An alternative approach for tackling the point of origin question is to use an isolation chamber. Mobile and able to be set up in different locations, the personnel working with the tent-like chamber still use PPE. The chambers can be custom-made for aircraft as they are often large and expensive structures. These aircraft isolation chambers are meant for isolating patients and personnel in the same space. Isolation in the actual aircraft would need to use some kind of pod, depending on the pathogen in question, whether it is Covid-19 or something in the future.

Lemke is clear about the best method to transfer the infected person, “Without question, the use of an isolation unit is the safest method for medical and flight crew to transport a Covid positive patient.” He does add that when the patient is stable, without complicated underlying conditions, a pod is not needed for short distances. If the use of personal protective equipment can be guaranteed at all times, that hygiene system, and appropriate distancing can be adequate. 
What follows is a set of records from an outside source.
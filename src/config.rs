use std::time::Duration;

/// Tunables for the simulated downloads
#[derive(Debug, Clone)]
pub struct TrackerConfig {
    /// How often each downloading record receives a tick.
    pub tick_interval: Duration,
    /// Exclusive upper bound of a single random progress step.
    pub max_increment: f32,
    /// Number of records shown on the download tab.
    pub active_view_limit: usize,
    /// How long a notice stays on screen.
    pub notice_ttl: Duration,
    pub size_label: String,
}

impl Default for TrackerConfig {
    fn default() -> Self {
        Self {
            tick_interval: Duration::from_millis(500),
            max_increment: 15.0,
            active_view_limit: 3,
            notice_ttl: Duration::from_secs(4),
            size_label: "125 MB".to_string(),
        }
    }
}
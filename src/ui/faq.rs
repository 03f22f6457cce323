use iced::{
    alignment,
    widget::{button, column, text, Column},
    Element, Length,
};

use super::{card, UiMessage};

pub static ENTRIES: [(&str, &str); 5] = [
    (
        "Which sites are supported?",
        "VideoGrab supports more than 1000 sites, including YouTube, Vimeo, TikTok, \
         Instagram, Facebook, Twitter and many other popular platforms.",
    ),
    (
        "Where are downloaded videos saved?",
        "By default videos are saved to Downloads/Videos. You can change the path in \
         the settings. The folder is created automatically on the first download.",
    ),
    (
        "What is the maximum quality available?",
        "Every quality from 360p up to 4K (2160p) is available, as long as the original \
         video offers it. The best quality is detected automatically.",
    ),
    (
        "Can I download audio only?",
        "Yes, extracting audio as MP3, AAC and FLAC is coming soon.",
    ),
    (
        "Is there a file size limit?",
        "There are no hard limits. You can download videos of any size as long as you \
         have enough disk space.",
    ),
];

pub fn view<'a>(expanded: Option<usize>) -> Element<'a, UiMessage> {
    let items = ENTRIES
        .iter()
        .enumerate()
        .map(|(index, (question, answer))| -> Element<'a, UiMessage> {
            let open = expanded == Some(index);
            let toggle = button(
                text(format!("{} {}", if open { "▾" } else { "▸" }, question))
                    .width(Length::Fill)
                    .align_x(alignment::Horizontal::Left),
            )
            .on_press(UiMessage::FaqToggled(index))
            .style(button::text)
            .width(Length::Fill);

            let mut item = column![toggle].spacing(6);
            if open {
                item = item.push(text(*answer).size(14));
            }
            item.into()
        });

    card(
        "Frequently asked questions",
        None,
        Column::with_children(items).spacing(8).into(),
    )
}
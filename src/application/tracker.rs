use tracing::{debug, info};

use crate::{
    application::{
        progress::{ProgressSource, RandomProgress},
        scheduler::TickScheduler,
    },
    config::TrackerConfig,
    domain::{DownloadId, DownloadRecord, DownloadStatus, Settings, PROGRESS_MAX},
};

/// Emitted once when a record reaches 100%.
#[derive(Debug, Clone, PartialEq, Eq)]
pub struct Completion {
    pub id: DownloadId,
    pub title: String,
    pub destination: String,
}

#[derive(Debug, Clone, PartialEq)]
pub enum TickOutcome {
    Advanced { id: DownloadId, progress: f32 },
    Completed(Completion),
    /// Unknown id, cancelled timer or a record that is no longer downloading.
    Ignored,
}

/// Owns every download record and the timers that move them forward.
///
/// Records are kept most-recent-first. A tick only ever touches the record
/// whose id it carries.
pub struct DownloadTracker<P = RandomProgress> {
    records: Vec<DownloadRecord>,
    scheduler: TickScheduler,
    source: P,
    config: TrackerConfig,
    next_id: u64,
}

impl DownloadTracker<RandomProgress> {
    pub fn new(config: TrackerConfig) -> Self {
        let source = RandomProgress::new(config.max_increment);
        Self::with_source(config, source)
    }
}

impl<P: ProgressSource> DownloadTracker<P> {
    pub fn with_source(config: TrackerConfig, source: P) -> Self {
        Self {
            records: Vec::new(),
            scheduler: TickScheduler::new(),
            source,
            config,
            next_id: 1,
        }
    }

    /// Adds a fresh record at the front of the collection.
    ///
    /// Quality and destination come from `settings` as they are right now;
    /// later settings changes do not affect the record.
    pub fn create(&mut self, source_url: String, settings: &Settings) -> DownloadId {
        let id = DownloadId::new(self.next_id);
        self.next_id += 1;

        let record = DownloadRecord {
            id,
            source_url,
            title: format!("Video {}", self.records.len() + 1),
            progress: 0.0,
            status: DownloadStatus::Downloading,
            size_label: self.config.size_label.clone(),
            quality: settings.quality,
            destination: settings.download_folder.clone(),
        };
        self.records.insert(0, record);
        id
    }

    /// Starts the repeating timer for a downloading record.
    pub fn start(&mut self, id: DownloadId) -> bool {
        let downloading = self
            .get(id)
            .is_some_and(|record| record.status == DownloadStatus::Downloading);
        if !downloading {
            return false;
        }
        self.scheduler.start(id, self.config.tick_interval)
    }

    pub fn tick(&mut self, id: DownloadId) -> TickOutcome {
        if !self.scheduler.record_tick(id) {
            debug!("Dropping tick for {} without a timer", id);
            return TickOutcome::Ignored;
        }

        let Some(record) = self.records.iter_mut().find(|r| r.id == id) else {
            self.scheduler.cancel(id);
            return TickOutcome::Ignored;
        };

        if record.status.is_terminal() {
            self.scheduler.cancel(id);
            return TickOutcome::Ignored;
        }

        let next = record.progress + self.source.next_increment().max(0.0);
        if next >= PROGRESS_MAX {
            record.progress = PROGRESS_MAX;
            record.status = DownloadStatus::Completed;
            self.scheduler.cancel(id);
            info!("{} ({}) completed", record.title, id);

            return TickOutcome::Completed(Completion {
                id,
                title: record.title.clone(),
                destination: record.destination.clone(),
            });
        }

        record.progress = next;
        let ticks = self.scheduler.entry(id).map_or(0, |entry| entry.ticks);
        debug!("{} at {:.1}% after {} ticks", id, next, ticks);
        TickOutcome::Advanced { id, progress: next }
    }

    #[cfg(test)]
    pub fn records(&self) -> &[DownloadRecord] {
        &self.records
    }

    pub fn get(&self, id: DownloadId) -> Option<&DownloadRecord> {
        self.records.iter().find(|r| r.id == id)
    }

    /// The most recent records regardless of status.
    pub fn active(&self) -> impl Iterator<Item = &DownloadRecord> {
        self.records.iter().take(self.config.active_view_limit)
    }

    pub fn completed(&self) -> impl Iterator<Item = &DownloadRecord> {
        self.records.iter().filter(|r| r.is_completed())
    }

    pub fn completed_count(&self) -> usize {
        self.completed().count()
    }

    pub fn scheduler(&self) -> &TickScheduler {
        &self.scheduler
    }

    pub fn config(&self) -> &TrackerConfig {
        &self.config
    }

    #[cfg(test)]
    pub fn len(&self) -> usize {
        self.records.len()
    }

    pub fn is_empty(&self) -> bool {
        self.records.is_empty()
    }
}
Looking back, Andersen sees a world before Covid-19 where “contamination was far less of a factor when planning air ambulance missions, both scheduled and emergency. However, in our opinion, infections and cross-contamination was almost neglected and should have been addressed to a larger extent.” Andersen saw anti-microbial resistance and viral infections as huge problems before the global epidemic, adding, “We hope that the enhanced focus on infection control during the Covid-19 pandemic will lead to a better routines and better understanding of the field.”
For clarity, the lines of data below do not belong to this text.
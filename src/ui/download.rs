use iced::{
    alignment,
    widget::{button, column, container, progress_bar, row, text, text_input, Column, Space},
    Element, Length,
};

use super::{card, UiMessage};
use crate::{
    application::DownloadTracker,
    domain::{DownloadRecord, DownloadStatus, Settings, PROGRESS_MAX},
    utils::{percent_label, truncate_display},
};

const URL_DISPLAY_CHARS: usize = 60;

pub fn view<'a>(
    url_input: &'a str,
    tracker: &'a DownloadTracker,
    settings: &'a Settings,
) -> Element<'a, UiMessage> {
    let form = column![
        row![
            text_input("https://youtube.com/watch?v=...", url_input)
                .on_input(UiMessage::UrlChanged)
                .on_submit(UiMessage::SubmitPressed)
                .padding(10)
                .size(18),
            button("Download")
                .on_press(UiMessage::SubmitPressed)
                .padding([10, 20]),
        ]
        .spacing(12),
        row![
            text(format!("Quality: {}", settings.quality.as_str())).size(14),
            text(format!("Folder: {}", settings.download_folder)).size(14),
        ]
        .spacing(24),
    ]
    .spacing(12);

    let mut content = column![card(
        "Paste a link to the video",
        Some("All popular platforms are supported: YouTube, Vimeo, TikTok and more".to_string()),
        form.into(),
    )]
    .spacing(20);

    if !tracker.is_empty() {
        let rows = Column::with_children(tracker.active().map(download_row)).spacing(12);
        content = content.push(card("Active downloads", None, rows.into()));
    }

    content.into()
}

fn download_row(record: &DownloadRecord) -> Element<'_, UiMessage> {
    let (state_label, marker) = match record.status {
        DownloadStatus::Completed => ("Completed", "✓"),
        DownloadStatus::Downloading => ("Downloading...", "⟳"),
        DownloadStatus::Error => ("Failed", "!"),
    };

    container(
        column![
            row![
                column![
                    row![text(&record.title).size(16), text(marker).size(16)].spacing(8),
                    text(truncate_display(&record.source_url, URL_DISPLAY_CHARS)).size(13),
                ]
                .spacing(4),
                Space::new().width(Length::Fill),
                container(text(&record.size_label).size(13)).padding([4, 10]),
            ]
            .align_y(alignment::Vertical::Center),
            row![
                text(state_label).size(13),
                Space::new().width(Length::Fill),
                text(percent_label(record.progress)).size(13),
            ],
            progress_bar(0.0..=PROGRESS_MAX, record.progress),
        ]
        .spacing(8),
    )
    .padding(14)
    .width(Length::Fill)
    .style(container::bordered_box)
    .into()
}
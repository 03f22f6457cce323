pub mod notice;
pub mod progress;
pub mod scheduler;
pub mod submission;
pub mod tracker;

pub use notice::{Notice, NoticeBoard, NoticeKind};
pub use submission::submit;
pub use tracker::{DownloadTracker, TickOutcome};
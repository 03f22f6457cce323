use crate::{application::tracker::Completion, domain::ValidationError};

#[derive(Debug, Clone, Copy, PartialEq, Eq)]
pub enum NoticeKind {
    Error,
    Success,
}

/// A fire-and-forget message shown on top of the window.
#[derive(Debug, Clone, PartialEq, Eq)]
pub struct Notice {
    pub id: u64,
    pub kind: NoticeKind,
    pub title: String,
    pub body: String,
}

#[derive(Debug, Default)]
pub struct NoticeBoard {
    notices: Vec<Notice>,
    next_id: u64,
}

impl NoticeBoard {
    pub fn new() -> Self {
        Self::default()
    }

    pub fn push(
        &mut self,
        kind: NoticeKind,
        title: impl Into<String>,
        body: impl Into<String>,
    ) -> u64 {
        self.next_id += 1;
        let id = self.next_id;
        self.notices.push(Notice {
            id,
            kind,
            title: title.into(),
            body: body.into(),
        });
        id
    }

    pub fn validation_failed(&mut self, error: &ValidationError) -> u64 {
        self.push(NoticeKind::Error, "Error", error.to_string())
    }

    pub fn download_completed(&mut self, completion: &Completion) -> u64 {
        self.push(
            NoticeKind::Success,
            "✅ Done!",
            format!("{} saved to {}", completion.title, completion.destination),
        )
    }

    /// Returns `false` if the notice was already gone.
    pub fn dismiss(&mut self, id: u64) -> bool {
        let before = self.notices.len();
        self.notices.retain(|notice| notice.id != id);
        self.notices.len() != before
    }

    pub fn iter(&self) -> impl Iterator<Item = &Notice> {
        self.notices.iter()
    }

    #[cfg(test)]
    pub fn len(&self) -> usize {
        self.notices.len()
    }

    #[cfg(test)]
    pub fn is_empty(&self) -> bool {
        self.notices.is_empty()
    }
}

#[cfg(test)]
mod tests {
    use super::*;
    use crate::domain::DownloadId;

    #[test]
    fn test_completion_notice_mentions_folder() {
        let mut board = NoticeBoard::new();
        board.download_completed(&Completion {
            id: DownloadId::new(1),
            title: "Video 1".to_string(),
            destination: "Downloads/Videos".to_string(),
        });

        let notice = board.iter().next().unwrap();
        assert_eq!(notice.kind, NoticeKind::Success);
        assert_eq!(notice.body, "Video 1 saved to Downloads/Videos");
    }

    #[test]
    fn test_dismiss() {
        let mut board = NoticeBoard::new();
        let first = board.validation_failed(&ValidationError::EmptyUrl);
        let second = board.validation_failed(&ValidationError::EmptyUrl);
        assert_ne!(first, second);

        assert!(board.dismiss(first));
        assert!(!board.dismiss(first));
        assert_eq!(board.len(), 1);
        assert_eq!(board.iter().next().map(|n| n.id), Some(second));
    }
}
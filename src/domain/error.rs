use thiserror::Error;

#[derive(Debug, Clone, PartialEq, Eq, Error)]
pub enum ValidationError {
    #[error("Paste a link to the video")]
    EmptyUrl,
}
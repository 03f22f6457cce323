use iced::{
    widget::{button, column, pick_list, row, text, text_input},
    Element,
};

use super::{card, UiMessage};
use crate::domain::{Quality, Settings};

pub fn view(settings: &Settings) -> Element<'_, UiMessage> {
    let form = column![
        text("Default video quality").size(15),
        pick_list(Quality::ALL, Some(settings.quality), UiMessage::QualitySelected).padding(10),
        text("Download folder").size(15),
        row![
            text_input("Downloads/Videos", &settings.download_folder)
                .on_input(UiMessage::FolderChanged)
                .padding(10),
            button("Browse…")
                .on_press(UiMessage::BrowseFolderPressed)
                .padding([10, 20]),
        ]
        .spacing(12),
        text("The folder will be created automatically if it does not exist").size(12),
    ]
    .spacing(12);

    card(
        "Download settings",
        Some("Choose the video quality and the folder to save to".to_string()),
        form.into(),
    )
}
In late March, FAI Group’s Covid-19 response fleet was operating at maximum capacity, averaging around six missions per day. All of its medevac missions were accompanied by a trained medical team, for pre-flight temperature screening, and to provide inflight medical and / or nursing care, as required. Lemke is proud of the way his company, and business aviation more widely, has reacted to Coronavirus. “FAI was the pioneer in rolling out Covid-19 aeromedical transport capability at the earliest time even before the devastating extent of the pandemic was fully appreciated,” he said. 

Andersen agrees that industry has responded well and is stepping up to meet the demand while Covid-19 persists. “We are very proud of how our company managed to re-organise and push our supply chain to the limit in order to meet the enhanced demand for EpiShuttles during the pandemic.”